With people trying to be more environmentally responsible in the way we use and recycle building materials, it's not a surprise to find that we can even recycle asphalt for paving streets and driveways. Although the end result of laying a recycled asphalt driveway may differ slightly from a virgin asphalt material, laying recycled asphalt can be fairly simple and can also save money over new asphalt.
Things You'll Need
- Steam roller
- Hand tamper
- Heavy-duty metal rake
- Sand or gravel
- Asphalt sealer
Remove tree branches, rocks, stumps and organic matter such as leaves from the area to be paved. Fill in any holes or deep cracks in the surface with sand or gravel, using a shovel. Break up any large clumps of earth with the tip of the shovel and smooth out the surface with the rake.
Shovel the asphalt out across the length of the area being paved so there is an asphalt layer of at least 1 inch. Start at the top of the drive if you are paving the length of a driveway. Use a heavy-duty metal rake to even out the asphalt and create even coverage across the area.

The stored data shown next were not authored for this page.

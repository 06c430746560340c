//! In-memory cluster.
//!
//! Holds snapshots, pods and jobs in maps behind a single lock, assigns
//! uids and resource versions the way an API server would, and keeps the
//! owner uid → job index the reconciler queries.

use std::collections::{BTreeSet, HashMap};

use async_trait::async_trait;
use chrono::Utc;
use container_snapshot_core::error::{Result, SnapshotError};
use container_snapshot_core::resource::{ObjectKey, ObjectMeta, Snapshot, SNAPSHOT_KIND};
use container_snapshot_core::workload::{Job, JobStatus, Pod};
use parking_lot::RwLock;
use rand::distributions::Alphanumeric;
use rand::Rng;
use tokio::sync::broadcast;

use crate::client::ClusterClient;

const EVENT_CAPACITY: usize = 1024;

/// Length of the random suffix appended to a generated name.
const GENERATED_SUFFIX_LEN: usize = 5;

#[derive(Default)]
struct State {
    snapshots: HashMap<ObjectKey, Snapshot>,
    pods: HashMap<ObjectKey, Pod>,
    jobs: HashMap<ObjectKey, Job>,
    /// owner uid → keys of the jobs it controls
    owned_jobs: HashMap<String, BTreeSet<ObjectKey>>,
    resource_version: u64,
    /// Status updates still to reject with a conflict
    pending_conflicts: usize,
}

impl State {
    fn next_version(&mut self) -> String {
        self.resource_version += 1;
        self.resource_version.to_string()
    }

    fn admit(&mut self, meta: &mut ObjectMeta) {
        if meta.uid.is_empty() {
            meta.uid = uuid::Uuid::new_v4().to_string();
        }
        if meta.creation_timestamp.is_none() {
            meta.creation_timestamp = Some(Utc::now());
        }
        meta.resource_version = self.next_version();
    }
}

/// Cluster control plane kept in process memory.
pub struct MemoryCluster {
    state: RwLock<State>,
    events: broadcast::Sender<ObjectKey>,
}

impl Default for MemoryCluster {
    fn default() -> Self {
        Self::new()
    }
}

impl MemoryCluster {
    pub fn new() -> Self {
        let (events, _) = broadcast::channel(EVENT_CAPACITY);
        Self {
            state: RwLock::new(State::default()),
            events,
        }
    }

    fn notify(&self, key: ObjectKey) {
        // No subscribers is fine
        let _ = self.events.send(key);
    }

    /// Snapshot key a job's change should wake, if it has a snapshot owner.
    fn owner_key(job: &Job) -> Option<ObjectKey> {
        job.metadata
            .controller_owner()
            .filter(|o| o.kind == SNAPSHOT_KIND)
            .map(|o| ObjectKey::new(job.metadata.namespace.clone(), o.name.clone()))
    }

    /// Store a snapshot as a user would create or replace it.
    pub fn insert_snapshot(&self, mut snapshot: Snapshot) -> Snapshot {
        let key = snapshot.key();
        {
            let mut state = self.state.write();
            if let Some(existing) = state.snapshots.get(&key) {
                snapshot.metadata.uid = existing.metadata.uid.clone();
                snapshot.metadata.creation_timestamp = existing.metadata.creation_timestamp;
            }
            state.admit(&mut snapshot.metadata);
            state.snapshots.insert(key.clone(), snapshot.clone());
        }
        self.notify(key);
        snapshot
    }

    /// Request deletion of a snapshot; the object stays until its owner cascade runs.
    pub fn mark_snapshot_deleted(&self, key: &ObjectKey) -> bool {
        let found = {
            let mut state = self.state.write();
            let version = state.next_version();
            match state.snapshots.get_mut(key) {
                Some(snapshot) => {
                    snapshot.metadata.deletion_timestamp = Some(Utc::now());
                    snapshot.metadata.resource_version = version;
                    true
                }
                None => false,
            }
        };
        if found {
            self.notify(key.clone());
        }
        found
    }

    /// Current copy of a snapshot.
    pub fn snapshot(&self, key: &ObjectKey) -> Option<Snapshot> {
        self.state.read().snapshots.get(key).cloned()
    }

    pub fn insert_pod(&self, mut pod: Pod) -> Pod {
        let mut state = self.state.write();
        state.admit(&mut pod.metadata);
        state.pods.insert(pod.key(), pod.clone());
        pod
    }

    pub fn remove_pod(&self, key: &ObjectKey) -> Option<Pod> {
        self.state.write().pods.remove(key)
    }

    /// Store a job verbatim, indexing its owner.
    pub fn insert_job(&self, mut job: Job) -> Job {
        {
            let mut state = self.state.write();
            state.admit(&mut job.metadata);
            if let Some(owner) = job.metadata.controller_owner() {
                state
                    .owned_jobs
                    .entry(owner.uid.clone())
                    .or_default()
                    .insert(job.key());
            }
            state.jobs.insert(job.key(), job.clone());
        }
        if let Some(owner) = Self::owner_key(&job) {
            self.notify(owner);
        }
        job
    }

    /// Record a new job status, as the job controller would.
    pub fn set_job_status(&self, key: &ObjectKey, status: JobStatus) -> Result<()> {
        let owner = {
            let mut state = self.state.write();
            let version = state.next_version();
            let job = state
                .jobs
                .get_mut(key)
                .ok_or_else(|| SnapshotError::Cluster(format!("job {} not found", key)))?;
            job.status = status;
            job.metadata.resource_version = version;
            Self::owner_key(job)
        };
        if let Some(owner) = owner {
            self.notify(owner);
        }
        Ok(())
    }

    /// All jobs, ordered by key.
    pub fn jobs(&self) -> Vec<Job> {
        let mut jobs: Vec<Job> = self.state.read().jobs.values().cloned().collect();
        jobs.sort_by_key(|j| j.key());
        jobs
    }

    /// Reject the next `count` status updates with a conflict.
    pub fn inject_conflicts(&self, count: usize) {
        self.state.write().pending_conflicts = count;
    }
}

#[async_trait]
impl ClusterClient for MemoryCluster {
    async fn get_snapshot(&self, key: &ObjectKey) -> Result<Option<Snapshot>> {
        Ok(self.snapshot(key))
    }

    async fn list_snapshots(&self) -> Result<Vec<ObjectKey>> {
        let mut keys: Vec<ObjectKey> = self.state.read().snapshots.keys().cloned().collect();
        keys.sort();
        Ok(keys)
    }

    async fn update_snapshot_status(&self, snapshot: &Snapshot) -> Result<Snapshot> {
        let key = snapshot.key();
        let updated = {
            let mut state = self.state.write();
            let conflict = || SnapshotError::Conflict {
                kind: SNAPSHOT_KIND.to_string(),
                key: key.to_string(),
            };

            if state.pending_conflicts > 0 {
                state.pending_conflicts -= 1;
                return Err(conflict());
            }

            let version = state.next_version();
            let stored = state
                .snapshots
                .get_mut(&key)
                .ok_or_else(|| SnapshotError::Cluster(format!("snapshot {} not found", key)))?;
            if stored.metadata.resource_version != snapshot.metadata.resource_version {
                return Err(conflict());
            }
            stored.status = snapshot.status.clone();
            stored.metadata.resource_version = version;
            stored.clone()
        };
        self.notify(key);
        Ok(updated)
    }

    async fn get_pod(&self, key: &ObjectKey) -> Result<Option<Pod>> {
        Ok(self.state.read().pods.get(key).cloned())
    }

    async fn create_job(&self, mut job: Job) -> Result<Job> {
        {
            let mut state = self.state.write();
            let namespace = job.metadata.namespace.clone();

            if job.metadata.name.is_empty() {
                let prefix = job.metadata.generate_name.clone().ok_or_else(|| {
                    SnapshotError::Cluster("job needs a name or generateName".to_string())
                })?;
                job.metadata.name = loop {
                    let candidate = format!("{}{}", prefix, random_suffix());
                    if !state
                        .jobs
                        .contains_key(&ObjectKey::new(namespace.clone(), candidate.clone()))
                    {
                        break candidate;
                    }
                };
            } else if state.jobs.contains_key(&job.key()) {
                return Err(SnapshotError::Conflict {
                    kind: "Job".to_string(),
                    key: job.key().to_string(),
                });
            }

            state.admit(&mut job.metadata);
            if let Some(owner) = job.metadata.controller_owner() {
                state
                    .owned_jobs
                    .entry(owner.uid.clone())
                    .or_default()
                    .insert(job.key());
            }
            state.jobs.insert(job.key(), job.clone());
        }

        tracing::debug!(job = %job.key(), "Job created");
        if let Some(owner) = Self::owner_key(&job) {
            self.notify(owner);
        }
        Ok(job)
    }

    async fn jobs_owned_by(&self, namespace: &str, owner_uid: &str) -> Result<Vec<Job>> {
        let state = self.state.read();
        let jobs = state
            .owned_jobs
            .get(owner_uid)
            .into_iter()
            .flatten()
            .filter(|key| key.namespace == namespace)
            .filter_map(|key| state.jobs.get(key).cloned())
            .collect();
        Ok(jobs)
    }

    fn subscribe(&self) -> broadcast::Receiver<ObjectKey> {
        self.events.subscribe()
    }
}

fn random_suffix() -> String {
    rand::thread_rng()
        .sample_iter(&Alphanumeric)
        .take(GENERATED_SUFFIX_LEN)
        .map(|b| (b as char).to_ascii_lowercase())
        .collect()
}

#[cfg(test)]
mod tests {
    use super::*;
    use container_snapshot_core::resource::SnapshotSpec;
    use container_snapshot_core::workload::{JobSpec, Phase};

    fn snapshot() -> Snapshot {
        Snapshot::new(
            "default",
            "snap",
            SnapshotSpec {
                pod_name: "web".to_string(),
                container_name: "app".to_string(),
                image: "ghcr.io/org/app:v1".to_string(),
                image_push_secrets: vec![],
            },
        )
    }

    fn owned_job(owner: &Snapshot) -> Job {
        Job {
            metadata: ObjectMeta {
                generate_name: Some(format!("{}-", owner.metadata.name)),
                namespace: owner.metadata.namespace.clone(),
                owner_references: vec![owner.controller_reference()],
                ..Default::default()
            },
            spec: JobSpec::default(),
            status: JobStatus::default(),
        }
    }

    #[tokio::test]
    async fn test_insert_assigns_identity() {
        let cluster = MemoryCluster::new();
        let stored = cluster.insert_snapshot(snapshot());
        assert!(!stored.metadata.uid.is_empty());
        assert!(!stored.metadata.resource_version.is_empty());
        assert!(stored.metadata.creation_timestamp.is_some());

        let fetched = cluster.get_snapshot(&stored.key()).await.unwrap().unwrap();
        assert_eq!(fetched, stored);
    }

    #[tokio::test]
    async fn test_status_update_conflicts_on_stale_version() {
        let cluster = MemoryCluster::new();
        let stored = cluster.insert_snapshot(snapshot());

        let mut first = stored.clone();
        first.status.node_name = Some("node-a".to_string());
        let updated = cluster.update_snapshot_status(&first).await.unwrap();
        assert_ne!(updated.metadata.resource_version, stored.metadata.resource_version);

        let mut stale = stored;
        stale.status.node_name = Some("node-b".to_string());
        let err = cluster.update_snapshot_status(&stale).await.unwrap_err();
        assert!(matches!(err, SnapshotError::Conflict { .. }));
        assert_eq!(
            cluster.snapshot(&updated.key()).unwrap().status.node_name.as_deref(),
            Some("node-a")
        );
    }

    #[tokio::test]
    async fn test_injected_conflicts() {
        let cluster = MemoryCluster::new();
        let stored = cluster.insert_snapshot(snapshot());
        cluster.inject_conflicts(1);

        assert!(cluster.update_snapshot_status(&stored).await.is_err());
        assert!(cluster.update_snapshot_status(&stored).await.is_ok());
    }

    #[tokio::test]
    async fn test_create_job_generates_name_and_indexes_owner() {
        let cluster = MemoryCluster::new();
        let owner = cluster.insert_snapshot(snapshot());

        let job = cluster.create_job(owned_job(&owner)).await.unwrap();
        assert!(job.metadata.name.starts_with("snap-"));
        assert_eq!(job.metadata.name.len(), "snap-".len() + GENERATED_SUFFIX_LEN);

        let owned = cluster
            .jobs_owned_by("default", &owner.metadata.uid)
            .await
            .unwrap();
        assert_eq!(owned.len(), 1);
        assert_eq!(owned[0].key(), job.key());

        assert!(cluster
            .jobs_owned_by("other", &owner.metadata.uid)
            .await
            .unwrap()
            .is_empty());
        assert!(cluster
            .jobs_owned_by("default", "unknown-uid")
            .await
            .unwrap()
            .is_empty());
    }

    #[tokio::test]
    async fn test_create_job_with_taken_name_conflicts() {
        let cluster = MemoryCluster::new();
        let owner = cluster.insert_snapshot(snapshot());
        let mut job = owned_job(&owner);
        job.metadata.name = "fixed".to_string();

        cluster.create_job(job.clone()).await.unwrap();
        let err = cluster.create_job(job).await.unwrap_err();
        assert!(matches!(err, SnapshotError::Conflict { .. }));
    }

    #[tokio::test]
    async fn test_job_changes_notify_owner() {
        let cluster = MemoryCluster::new();
        let owner = cluster.insert_snapshot(snapshot());
        let mut events = cluster.subscribe();

        let job = cluster.create_job(owned_job(&owner)).await.unwrap();
        assert_eq!(events.recv().await.unwrap(), owner.key());

        cluster
            .set_job_status(
                &job.key(),
                JobStatus {
                    phase: Phase::Running,
                    termination: None,
                },
            )
            .unwrap();
        assert_eq!(events.recv().await.unwrap(), owner.key());
    }

    #[tokio::test]
    async fn test_mark_deleted() {
        let cluster = MemoryCluster::new();
        let stored = cluster.insert_snapshot(snapshot());
        assert!(cluster.mark_snapshot_deleted(&stored.key()));
        assert!(cluster.snapshot(&stored.key()).unwrap().is_deleting());
        assert!(!cluster.mark_snapshot_deleted(&ObjectKey::new("default", "absent")));
    }
}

Tamp down the surface of the asphalt with a hand tamper. Move across the entire area and use the tamper to hit every square inch with solid force to compact the layer of asphalt. If you wish, leave the installation as it is at this step and drive over the surface slowly with a car or truck to further compact the asphalt layer. The recycled asphalt will be laid down just like a traditional gravel driveway and should stand up well for a few years
Roll over the asphalt layer with a steam roller. The steam roller will further compress and heat the recycled asphalt so it essentially melts together and then sets up to form a hardened surface as durable as new asphalt. Allow the asphalt to cure for at least 24 hours.
Apply a commercial-grade asphalt seal-coat product, using a brush. A sealer will also help protect the new layer of asphalt and help it last for many years.
Tips & Warnings
- Have the recycled asphalt delivered on a warm day. The heat will help the asphalt set during installation.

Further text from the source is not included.